See Item 3. Quantitative and Qualitative Disclosures About Market Risk, which
includes a discussion regarding interest rate and other significant risks and
our strategies for managing these risks.

Overview of Results of Operations

Financials Measures under U.S. GAAP - Asset Management

The following discussion of financial measures under U.S. GAAP is based on Apollo's asset management business as of June 30, 2022.

Revenues

Management Fees



The significant growth of the assets we manage has had a positive effect on our
revenues. Management fees are typically calculated based upon any of "net asset
value," "gross assets," "adjusted par asset value," "adjusted costs of all
unrealized portfolio investments," "capital commitments," "invested capital,"
"adjusted assets," "capital contributions," or "stockholders' equity," each as
defined in the applicable limited partnership agreement and/or management
agreement of the unconsolidated funds or accounts.
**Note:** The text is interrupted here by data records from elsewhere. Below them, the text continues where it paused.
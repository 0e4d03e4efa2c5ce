//! Run command - start the gateway server.

use std::path::PathBuf;

use anyhow::Result;
use balagate_core::Config;
use balagate_core::config::BindMode;

use crate::ui;

/// Run command arguments.
#[derive(Debug, Clone, Default)]
pub struct RunArgs {
    /// Config file override.
    pub config: Option<PathBuf>,
    /// Port to listen on.
    pub port: Option<u16>,
    /// Bind address.
    pub bind: Option<String>,
    /// Upstream URL.
    pub upstream: Option<String>,
}

/// Start the gateway server.
pub async fn run_gateway(args: RunArgs) -> Result<()> {
    let mut config = super::load_config(args.config.as_deref())?;
    apply_overrides(&mut config, &args);
    config.validate()?;

    ui::header("Starting balagate");
    ui::kv(
        "Address",
        &format!("{}:{}", config.gateway.bind_address(), config.gateway.port),
    );
    ui::kv("Upstream", &config.gateway.upstream_url);
    ui::kv("Backend", &config.backend.base_url);
    println!();
    ui::info("Press Ctrl+C to stop");
    println!();

    balagate_gateway::start(config).await?;

    Ok(())
}

/// Apply command-line flags on top of the loaded config.
fn apply_overrides(config: &mut Config, args: &RunArgs) {
    if let Some(port) = args.port {
        config.gateway.port = port;
    }

    if let Some(bind) = &args.bind {
        config.gateway.mode = parse_bind(bind);
    }

    if let Some(upstream) = &args.upstream {
        config.gateway.upstream_url.clone_from(upstream);
    }
}

fn parse_bind(bind: &str) -> BindMode {
    match bind {
        "local" | "loopback" => BindMode::Local,
        "public" | "lan" => BindMode::Public,
        addr => BindMode::Custom(addr.to_string()),
    }
}
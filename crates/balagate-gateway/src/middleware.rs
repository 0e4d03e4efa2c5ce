//! Gateway middleware.

use axum::{
    Router,
    http::{
        HeaderValue,
        header::{X_CONTENT_TYPE_OPTIONS, X_FRAME_OPTIONS, X_XSS_PROTECTION},
    },
};
use tower_http::{set_header::SetResponseHeaderLayer, trace::TraceLayer};

/// Add the response hardening headers and request tracing to a router.
///
/// The headers are set on every response, including gate redirects and
/// proxied upstream pages.
pub fn harden(router: Router) -> Router {
    router
        .layer(SetResponseHeaderLayer::overriding(
            X_CONTENT_TYPE_OPTIONS,
            HeaderValue::from_static("nosniff"),
        ))
        .layer(SetResponseHeaderLayer::overriding(
            X_FRAME_OPTIONS,
            HeaderValue::from_static("DENY"),
        ))
        .layer(SetResponseHeaderLayer::overriding(
            X_XSS_PROTECTION,
            HeaderValue::from_static("1; mode=block"),
        ))
        .layer(TraceLayer::new_for_http())
}
//! Config command - inspect and validate configuration.

use std::path::{Path, PathBuf};

use anyhow::Result;
use balagate_core::Config;

use crate::ui;

/// Config command arguments.
#[derive(Debug, Clone)]
pub struct ConfigArgs {
    /// Config file override.
    pub config: Option<PathBuf>,
    /// What to do.
    pub action: ConfigAction,
}

/// Config actions.
#[derive(Debug, Clone)]
pub enum ConfigAction {
    Show,
    Validate,
    Path,
    Get { key: String },
    Init { force: bool },
}

/// Run the config command.
pub fn run_config(args: &ConfigArgs) -> Result<()> {
    let path = super::config_path(args.config.as_deref());

    match &args.action {
        ConfigAction::Show => show_config(args.config.as_deref()),
        ConfigAction::Validate => {
            validate_config(&path);
            Ok(())
        }
        ConfigAction::Path => {
            println!("{}", path.display());
            Ok(())
        }
        ConfigAction::Get { key } => get_config_value(args.config.as_deref(), key),
        ConfigAction::Init { force } => init_config(&path, *force),
    }
}

/// Show the effective configuration, defaults and env overrides included.
fn show_config(explicit: Option<&Path>) -> Result<()> {
    let config = super::load_config(explicit)?;
    println!("{}", serde_json::to_string_pretty(&config)?);
    Ok(())
}

/// Get a specific config value by dotted camelCase path.
fn get_config_value(explicit: Option<&Path>, key: &str) -> Result<()> {
    let config = super::load_config(explicit)?;
    let value = serde_json::to_value(&config)?;

    match lookup(&value, key) {
        Some(serde_json::Value::String(s)) => println!("{s}"),
        Some(other) => println!("{}", serde_json::to_string_pretty(other)?),
        None => ui::error(&format!("Key not found: {key}")),
    }

    Ok(())
}

fn lookup<'a>(value: &'a serde_json::Value, key: &str) -> Option<&'a serde_json::Value> {
    key.split('.').try_fold(value, |current, part| current.get(part))
}

/// Validate the configuration file.
fn validate_config(path: &Path) {
    ui::header("Validating Configuration");

    if !path.exists() {
        ui::info(&format!("No config file at {}", path.display()));
        ui::success("Built-in defaults are valid");
        return;
    }

    let content = match std::fs::read_to_string(path) {
        Ok(content) => content,
        Err(e) => {
            ui::error(&format!("Cannot read {}: {e}", path.display()));
            return;
        }
    };

    if let Err(e) = json5::from_str::<serde_json::Value>(&content) {
        ui::error(&format!("Syntax: {e}"));
        return;
    }
    ui::success("Syntax: Valid JSON5");

    match Config::load(path) {
        Ok(_) => ui::success("Values: Valid"),
        Err(e) => ui::error(&format!("Values: {e}")),
    }
}

/// Write the default configuration.
fn init_config(path: &Path, force: bool) -> Result<()> {
    if path.exists() && !force {
        ui::warning(&format!(
            "{} already exists. Use --force to overwrite.",
            path.display()
        ));
        return Ok(());
    }

    Config::default().save(path)?;
    ui::success(&format!("Wrote {}", path.display()));
    Ok(())
}

#[cfg(test)]
mod tests {
    use super::*;
    use serde_json::json;

    #[test]
    fn test_lookup() {
        let value = json!({"backend": {"baseUrl": "http://api", "timeoutSecs": 5}});
        assert_eq!(lookup(&value, "backend.baseUrl"), Some(&json!("http://api")));
        assert_eq!(lookup(&value, "backend.timeoutSecs"), Some(&json!(5)));
        assert_eq!(lookup(&value, "backend.missing"), None);
        assert_eq!(lookup(&value, "backend.baseUrl.deeper"), None);
    }

    #[test]
    fn test_init_writes_loadable_config() {
        let temp = tempfile::tempdir().unwrap();
        let path = temp.path().join("balagate.json");

        init_config(&path, false).unwrap();
        let loaded = Config::load(&path).unwrap();
        assert_eq!(loaded.gateway.port, Config::default().gateway.port);

        std::fs::write(&path, "{ gateway: { port: 9 } }").unwrap();
        init_config(&path, false).unwrap();
        assert_eq!(Config::load(&path).unwrap().gateway.port, 9);
    }
}
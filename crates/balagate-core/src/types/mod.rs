//! Core types shared by the gate and its collaborators.

use serde::{Deserialize, Deserializer, Serialize};
use std::fmt;

/// Role reported by the identity service.
///
/// Only `admin` is distinguished by the gate; every other value is kept as-is
/// for logging and for handlers further down the line.
#[derive(Debug, Clone, PartialEq, Eq, Hash, Serialize, Deserialize)]
#[serde(from = "String", into = "String")]
pub enum Role {
    /// Content author with access to the admin dashboard.
    Admin,
    /// Regular customer account.
    User,
    /// Any other role string the backend returns.
    Other(String),
}

impl Role {
    /// Check if this role grants the admin tier.
    #[must_use]
    pub const fn is_admin(&self) -> bool {
        matches!(self, Self::Admin)
    }

    /// Role name as sent by the backend.
    #[must_use]
    pub fn as_str(&self) -> &str {
        match self {
            Self::Admin => "admin",
            Self::User => "user",
            Self::Other(s) => s,
        }
    }
}

impl From<String> for Role {
    fn from(s: String) -> Self {
        match s.as_str() {
            "admin" => Self::Admin,
            "user" => Self::User,
            _ => Self::Other(s),
        }
    }
}

impl From<&str> for Role {
    fn from(s: &str) -> Self {
        Self::from(s.to_string())
    }
}

impl From<Role> for String {
    fn from(role: Role) -> Self {
        role.as_str().to_string()
    }
}

impl fmt::Display for Role {
    fn fmt(&self, f: &mut fmt::Formatter<'_>) -> fmt::Result {
        f.write_str(self.as_str())
    }
}

/// Authenticated principal resolved from a session token.
///
/// Never persisted; re-derived on every request.
#[derive(Debug, Clone, PartialEq, Eq, Serialize, Deserialize)]
pub struct Principal {
    /// Account identifier. The backend sends a number; strings are accepted too.
    #[serde(default, deserialize_with = "deserialize_id")]
    pub id: Option<String>,

    /// Account username, when present.
    #[serde(default)]
    pub username: Option<String>,

    /// Account role.
    pub role: Role,
}

impl Principal {
    /// Create a principal with only a role.
    #[must_use]
    pub const fn with_role(role: Role) -> Self {
        Self {
            id: None,
            username: None,
            role,
        }
    }

    /// Check if this principal may enter the admin tier.
    #[must_use]
    pub const fn is_admin(&self) -> bool {
        self.role.is_admin()
    }
}

fn deserialize_id<'de, D>(deserializer: D) -> Result<Option<String>, D::Error>
where
    D: Deserializer<'de>,
{
    let value = Option::<serde_json::Value>::deserialize(deserializer)?;
    Ok(match value {
        Some(serde_json::Value::String(s)) => Some(s),
        Some(serde_json::Value::Number(n)) => Some(n.to_string()),
        _ => None,
    })
}

/// Identifier of a protected resource (a course) taken from the request path.
#[derive(Debug, Clone, PartialEq, Eq, Hash, Serialize, Deserialize)]
pub struct ResourceId(String);

impl ResourceId {
    /// Create a resource ID from a path segment.
    ///
    /// Returns `None` for an empty segment.
    #[must_use]
    pub fn new(segment: impl Into<String>) -> Option<Self> {
        let segment = segment.into();
        if segment.is_empty() {
            None
        } else {
            Some(Self(segment))
        }
    }
}

impl fmt::Display for ResourceId {
    fn fmt(&self, f: &mut fmt::Formatter<'_>) -> fmt::Result {
        f.write_str(&self.0)
    }
}

impl AsRef<str> for ResourceId {
    fn as_ref(&self) -> &str {
        &self.0
    }
}

#[cfg(test)]
mod tests {
    use super::*;
    use pretty_assertions::assert_eq;

    #[test]
    fn test_role_parsing() {
        assert_eq!(Role::from("admin"), Role::Admin);
        assert_eq!(Role::from("user"), Role::User);
        assert_eq!(Role::from("Admin"), Role::Other("Admin".to_string()));
        assert!(Role::Admin.is_admin());
        assert!(!Role::User.is_admin());
        assert_eq!(Role::Other("editor".into()).to_string(), "editor");
    }

    #[test]
    fn test_principal_from_backend_json() {
        let json = r#"{"id": 17, "username": "aru", "role": "admin", "password": ""}"#;
        let principal: Principal = serde_json::from_str(json).unwrap();
        assert_eq!(
            principal,
            Principal {
                id: Some("17".to_string()),
                username: Some("aru".to_string()),
                role: Role::Admin,
            }
        );
    }

    #[test]
    fn test_principal_minimal() {
        let principal: Principal = serde_json::from_str(r#"{"role": "user"}"#).unwrap();
        assert_eq!(principal, Principal::with_role(Role::User));
        assert!(!principal.is_admin());

        let principal: Principal =
            serde_json::from_str(r#"{"id": "u-1", "role": "user"}"#).unwrap();
        assert_eq!(principal.id.as_deref(), Some("u-1"));
    }

    #[test]
    fn test_principal_requires_role() {
        assert!(serde_json::from_str::<Principal>(r#"{"id": 1}"#).is_err());
    }

    #[test]
    fn test_resource_id() {
        assert!(ResourceId::new("").is_none());
        let id = ResourceId::new("42").unwrap();
        assert_eq!(id.as_ref(), "42");
        assert_eq!(id.to_string(), "42");
    }
}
Advisory and Transaction Fees, Net



As a result of providing advisory services with respect to actual and potential
investments, we are entitled to receive fees for transactions related to the
acquisition and, in certain instances, disposition and financing of companies,
some of which are portfolio companies of the funds we manage, as well as fees
for ongoing monitoring of portfolio company operations and directors' fees. We
also receive advisory fees for advisory services provided to certain funds. In
addition, monitoring fees are generated on certain structured portfolio company
investments. Under the terms of the limited partnership agreements for certain
funds, the management fee payable by the funds may be subject to a reduction
based on a certain percentage (up to 100%) of such advisory and transaction
fees, net of applicable broken deal costs ("Management Fee Offset"). Such
amounts are presented as a reduction to advisory and transaction fees, net, in
the condensed consolidated statements of operations (see note 2 to our condensed
consolidated financial statements for more detail on advisory and transaction
fees, net).

Performance Fees

The general partners of the funds we manage are entitled to an incentive return
of normally up to 20% of the total returns of a fund's capital, depending upon
performance of the underlying funds and subject to preferred returns and high
water marks, as applicable. Performance fees, categorized as performance
allocations, are accounted for as an equity method investment, and effectively,
the performance fees for any period are based upon an assumed liquidation of the
funds' assets at the reporting date, and distribution of the net proceeds in
accordance with the funds' allocation provisions. Performance fees categorized
as incentive fees, which are not accounted as an equity method investment, are
deferred until fees are probable to not be significantly reversed. The majority
of performance fees are comprised of performance allocations.

As of June 30, 2022, approximately 48% of the value of our funds' investments on
a gross basis was determined using market-based valuation methods (i.e.,
reliance on broker or listed exchange quotes) and the remaining 52% was
determined primarily by comparable company and industry multiples or discounted
cash flow models. See "Item 1A. Risk Factors-Risks Relating to Our Asset
Management Business-The performance of the funds we manage, and our performance,
may be adversely affected by the financial performance of portfolio companies of
the funds we manage and industries in which the funds we manage invest" in our
quarterly report on Form 10-Q filed with the SEC on May 10, 2022 for discussion
regarding certain industry-specific risks that could affect the fair value of
our equity funds' portfolio company investments.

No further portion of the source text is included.